Dataset items:
══════
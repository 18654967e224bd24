// nettick - Tick-driven TCP application host over a pluggable wire protocol
// Copyright (C) 2026  nettick contributors
//
// This program is free software: you can redistribute it and/or modify
// it under the terms of the GNU General Public License as published by
// the Free Software Foundation, either version 3 of the License, or
// (at your option) any later version.
//
// This program is distributed in the hope that it will be useful,
// but WITHOUT ANY WARRANTY; without even the implied warranty of
// MERCHANTABILITY or FITNESS FOR A PARTICULAR PURPOSE.  See the
// GNU General Public License for more details.
//
// You should have received a copy of the GNU General Public License
// along with this program.  If not, see <https://www.gnu.org/licenses/>.

use crate::notification::Notification;
use crate::peer::PeerId;
use crate::protocol::MessageSerializer;
use crate::request_response::{Request, Response};

/// Result of invoking a single middleware against a context.
#[derive(Debug, Clone, Copy, PartialEq, Eq)]
pub enum Outcome {
    PassThrough,
    Reject,
    Halt,
}

/// Context for the request-middleware stage.
///
/// Owns the request rather than borrowing it: a pipeline is stored as a
/// plain field on [`crate::application::Application`], so its context
/// type cannot carry a borrow tied to one tick's stack frame. Ownership
/// also makes "must not retain references beyond invocation"
/// trivially true -- there is nothing to dangle.
pub struct RequestMiddlewareContext<S: MessageSerializer> {
    pub request: Box<Request<S>>,
}

/// Context for the response-middleware stage.
pub struct RequestResponseMiddlewareContext<S: MessageSerializer> {
    pub request: Box<Request<S>>,
    pub response: Box<Response<S>>,
}

/// Context for the notification-middleware stage. Target peers, when
/// the command has any, are read off `notification.peers` rather than
/// a separate `peers` field, which would just duplicate data already
/// owned by the notification.
pub struct NotificationMiddlewareContext<S: MessageSerializer> {
    pub notification: Box<Notification<S>>,
}

impl<S: MessageSerializer> NotificationMiddlewareContext<S> {
    pub fn peers(&self) -> Option<&[PeerId]> {
        self.notification.peers.as_deref()
    }
}

/// Generic ordered filter over a context type. Implementors must not
/// retain references borrowed from the context past the call to
/// `invoke` -- the pipeline runs on the tick thread and the borrowed
/// pooled objects are released or forwarded immediately after.
///
/// Deliberately a plain synchronous trait, not an `async_trait`: the
/// tick thread must never suspend, so a middleware that needs to await
/// something must hand off to a service/script instead
/// of blocking the pipeline.
pub trait Middleware<Ctx>: Send {
    fn invoke(&self, ctx: &mut Ctx) -> Outcome;
}

impl<Ctx, F> Middleware<Ctx> for F
where
    F: Fn(&mut Ctx) -> Outcome + Send,
{
    fn invoke(&self, ctx: &mut Ctx) -> Outcome {
        self(ctx)
    }
}

/// Ordered chain of middlewares over one context type.
pub struct MiddlewarePipeline<Ctx> {
    stages: Vec<Box<dyn Middleware<Ctx>>>,
}

impl<Ctx> MiddlewarePipeline<Ctx> {
    pub fn new() -> Self {
        Self { stages: Vec::new() }
    }

    pub fn add(&mut self, middleware: impl Middleware<Ctx> + 'static) {
        self.stages.push(Box::new(middleware));
    }

    /// Walks the chain in insertion order. Returns `true` iff the
    /// context should be dropped, i.e. some middleware returned `Reject`
    /// or `Halt`; returns `false` (accept) only if every middleware
    /// passed through.
    pub fn invoke(&self, ctx: &mut Ctx) -> bool {
        for middleware in &self.stages {
            match middleware.invoke(ctx) {
                Outcome::PassThrough => continue,
                Outcome::Reject => return true,
                Outcome::Halt => return true,
            }
        }

        false
    }
}

impl<Ctx> Default for MiddlewarePipeline<Ctx> {
    fn default() -> Self {
        Self::new()
    }
}

#[cfg(test)]
mod tests {
    use super::*;

    struct Counter(i32);

    #[test]
    fn accepts_when_all_pass_through() {
        let mut pipeline: MiddlewarePipeline<Counter> = MiddlewarePipeline::new();
        pipeline.add(|_: &mut Counter| Outcome::PassThrough);
        pipeline.add(|_: &mut Counter| Outcome::PassThrough);

        let mut ctx = Counter(0);
        assert!(!pipeline.invoke(&mut ctx));
    }

    #[test]
    fn short_circuits_on_first_non_pass_through() {
        let mut pipeline: MiddlewarePipeline<Counter> = MiddlewarePipeline::new();
        pipeline.add(|ctx: &mut Counter| {
            ctx.0 += 1;
            Outcome::Reject
        });
        pipeline.add(|ctx: &mut Counter| {
            ctx.0 += 100;
            Outcome::PassThrough
        });

        let mut ctx = Counter(0);
        assert!(pipeline.invoke(&mut ctx));
        assert_eq!(ctx.0, 1, "second middleware must never run");
    }

    #[test]
    fn halt_also_drops_the_context() {
        let mut pipeline: MiddlewarePipeline<Counter> = MiddlewarePipeline::new();
        pipeline.add(|_: &mut Counter| Outcome::Halt);

        let mut ctx = Counter(0);
        assert!(pipeline.invoke(&mut ctx));
    }
}
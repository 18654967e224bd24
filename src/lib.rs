// nettick - Tick-driven TCP application host over a pluggable wire protocol
// Copyright (C) 2026  nettick contributors
//
// This program is free software: you can redistribute it and/or modify
// it under the terms of the GNU General Public License as published by
// the Free Software Foundation, either version 3 of the License, or
// (at your option) any later version.
//
// This program is distributed in the hope that it will be useful,
// but WITHOUT ANY WARRANTY; without even the implied warranty of
// MERCHANTABILITY or FITNESS FOR A PARTICULAR PURPOSE.  See the
// GNU General Public License for more details.
//
// You should have received a copy of the GNU General Public License
// along with this program.  If not, see <https://www.gnu.org/licenses/>.

#[macro_use]
extern crate log;

mod application;
mod builder;
mod clock;
mod config;
mod error;
mod extensions;
mod listener;
mod middleware;
mod notification;
mod peer;
mod pool;
mod protocol;
mod request_response;
mod router;
mod server;

pub use application::{Application, HostObserver, NoopObserver};
pub use builder::HostBuilder;
pub use clock::Clock;
pub use config::{Config, General, Pools};
pub use error::{HostError, HostResult, ScriptLoadError, SerializerError};
pub use extensions::{
    ExtensionContext, ExtensionError, Script, ScriptHost, ScriptKind, Service, ServiceHost,
};
pub use middleware::{
    Middleware, MiddlewarePipeline, NotificationMiddlewareContext, Outcome,
    RequestMiddlewareContext, RequestResponseMiddlewareContext,
};
pub use notification::{Command, Notification, NotificationCenter, NotificationError};
pub use peer::{PeerConnection, PeerId, PeerResetReason};
pub use pool::{BufferPool, Pool, Poolable, PooledBuffer};
pub use protocol::{BytesSerializer, MessageSerializer, FRAME_HEADER_LEN};
pub use request_response::{Request, RequestResponse, Response, StatusCode};
pub use router::{Handler, HandlerError, Matcher, Router};
pub use server::Server;
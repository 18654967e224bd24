// nettick - Tick-driven TCP application host over a pluggable wire protocol
// Copyright (C) 2026  nettick contributors
//
// This program is free software: you can redistribute it and/or modify
// it under the terms of the GNU General Public License as published by
// the Free Software Foundation, either version 3 of the License, or
// (at your option) any later version.
//
// This program is distributed in the hope that it will be useful,
// but WITHOUT ANY WARRANTY; without even the implied warranty of
// MERCHANTABILITY or FITNESS FOR A PARTICULAR PURPOSE.  See the
// GNU General Public License for more details.
//
// You should have received a copy of the GNU General Public License
// along with this program.  If not, see <https://www.gnu.org/licenses/>.

use bytes::{Buf, BufMut, Bytes, BytesMut};

use crate::error::SerializerError;

/// External collaborator: the on-wire message codec.
///
/// The core only calls through this trait; it never assumes a concrete
/// wire format. Frames are read back-to-back out of a single receive
/// buffer, so `size_from_buffer` must report exactly how many bytes the
/// next frame occupies without consuming more than that.
pub trait MessageSerializer: Send + Sync + 'static {
    type Message: Send + 'static;

    /// Total bytes the framed message would occupy once serialized.
    fn size_from_message(&self, message: &Self::Message) -> usize;

    /// Inspects the leading header at `buf` and returns the length of the
    /// next whole frame, without consuming the buffer.
    fn size_from_buffer(&self, buf: &[u8]) -> Result<usize, SerializerError>;

    /// Writes exactly `size_from_message(message)` bytes into `out`.
    fn serialize(&self, message: &Self::Message, out: &mut BytesMut);

    /// Consumes exactly `size_from_buffer(buf)` bytes and produces a
    /// message.
    fn deserialize(&self, buf: &[u8]) -> Result<Self::Message, SerializerError>;
}

/// Length-prefixed framing over opaque payloads: a 4-byte little-endian
/// length header followed by that many bytes of body. This is the default
/// serializer a [`crate::builder::HostBuilder`] installs when the caller
/// does not supply one of their own.
pub struct BytesSerializer;

pub const FRAME_HEADER_LEN: usize = 4;

impl MessageSerializer for BytesSerializer {
    type Message = Bytes;

    fn size_from_message(&self, message: &Self::Message) -> usize {
        FRAME_HEADER_LEN + message.len()
    }

    fn size_from_buffer(&self, buf: &[u8]) -> Result<usize, SerializerError> {
        if buf.len() < FRAME_HEADER_LEN {
            return Err(SerializerError::Incomplete);
        }

        let mut header = &buf[..FRAME_HEADER_LEN];
        let body_len = header.get_u32_le() as usize;
        let total = FRAME_HEADER_LEN + body_len;

        if buf.len() < total {
            return Err(SerializerError::Incomplete);
        }

        Ok(total)
    }

    fn serialize(&self, message: &Self::Message, out: &mut BytesMut) {
        out.put_u32_le(message.len() as u32);
        out.put_slice(message);
    }

    fn deserialize(&self, buf: &[u8]) -> Result<Self::Message, SerializerError> {
        if buf.len() < FRAME_HEADER_LEN {
            return Err(SerializerError::Incomplete);
        }

        let mut header = &buf[..FRAME_HEADER_LEN];
        let body_len = header.get_u32_le() as usize;

        let body = buf
            .get(FRAME_HEADER_LEN..FRAME_HEADER_LEN + body_len)
            .ok_or(SerializerError::Incomplete)?;

        Ok(Bytes::copy_from_slice(body))
    }
}

#[cfg(test)]
mod tests {
    use super::*;

    #[test]
    fn round_trips_a_message() {
        let serializer = BytesSerializer;
        let message = Bytes::from_static(b"ping");

        let mut buf = BytesMut::new();
        serializer.serialize(&message, &mut buf);

        let size = serializer.size_from_buffer(&buf).unwrap();
        assert_eq!(size, serializer.size_from_message(&message));

        let decoded = serializer.deserialize(&buf[..size]).unwrap();
        assert_eq!(decoded, message);
    }

    #[test]
    fn reports_incomplete_on_short_buffer() {
        let serializer = BytesSerializer;

        assert!(matches!(
            serializer.size_from_buffer(&[0u8, 1]),
            Err(SerializerError::Incomplete)
        ));
    }

    #[test]
    fn back_to_back_frames_advance_independently() {
        let serializer = BytesSerializer;

        let mut buf = BytesMut::new();
        serializer.serialize(&Bytes::from_static(b"a"), &mut buf);
        serializer.serialize(&Bytes::from_static(b"bb"), &mut buf);

        let first_len = serializer.size_from_buffer(&buf).unwrap();
        let first = serializer.deserialize(&buf[..first_len]).unwrap();
        assert_eq!(first, Bytes::from_static(b"a"));

        let rest = &buf[first_len..];
        let second_len = serializer.size_from_buffer(rest).unwrap();
        let second = serializer.deserialize(&rest[..second_len]).unwrap();
        assert_eq!(second, Bytes::from_static(b"bb"));
    }
}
══════
What are the lines, exactly as written above, from the line with "impl<S: MessageSerializer> NotificationMiddlewareContext<S>" to the line with "Walks the chain", both included? Output only those.

impl<S: MessageSerializer> NotificationMiddlewareContext<S> {
    pub fn peers(&self) -> Option<&[PeerId]> {
        self.notification.peers.as_deref()
    }
}

/// Generic ordered filter over a context type. Implementors must not
/// retain references borrowed from the context past the call to
/// `invoke` -- the pipeline runs on the tick thread and the borrowed
/// pooled objects are released or forwarded immediately after.
///
/// Deliberately a plain synchronous trait, not an `async_trait`: the
/// tick thread must never suspend, so a middleware that needs to await
/// something must hand off to a service/script instead
/// of blocking the pipeline.
pub trait Middleware<Ctx>: Send {
    fn invoke(&self, ctx: &mut Ctx) -> Outcome;
}

impl<Ctx, F> Middleware<Ctx> for F
where
    F: Fn(&mut Ctx) -> Outcome + Send,
{
    fn invoke(&self, ctx: &mut Ctx) -> Outcome {
        self(ctx)
    }
}

/// Ordered chain of middlewares over one context type.
pub struct MiddlewarePipeline<Ctx> {
    stages: Vec<Box<dyn Middleware<Ctx>>>,
}

impl<Ctx> MiddlewarePipeline<Ctx> {
    pub fn new() -> Self {
        Self { stages: Vec::new() }
    }

    pub fn add(&mut self, middleware: impl Middleware<Ctx> + 'static) {
        self.stages.push(Box::new(middleware));
    }

    /// Walks the chain in insertion order. Returns `true` iff the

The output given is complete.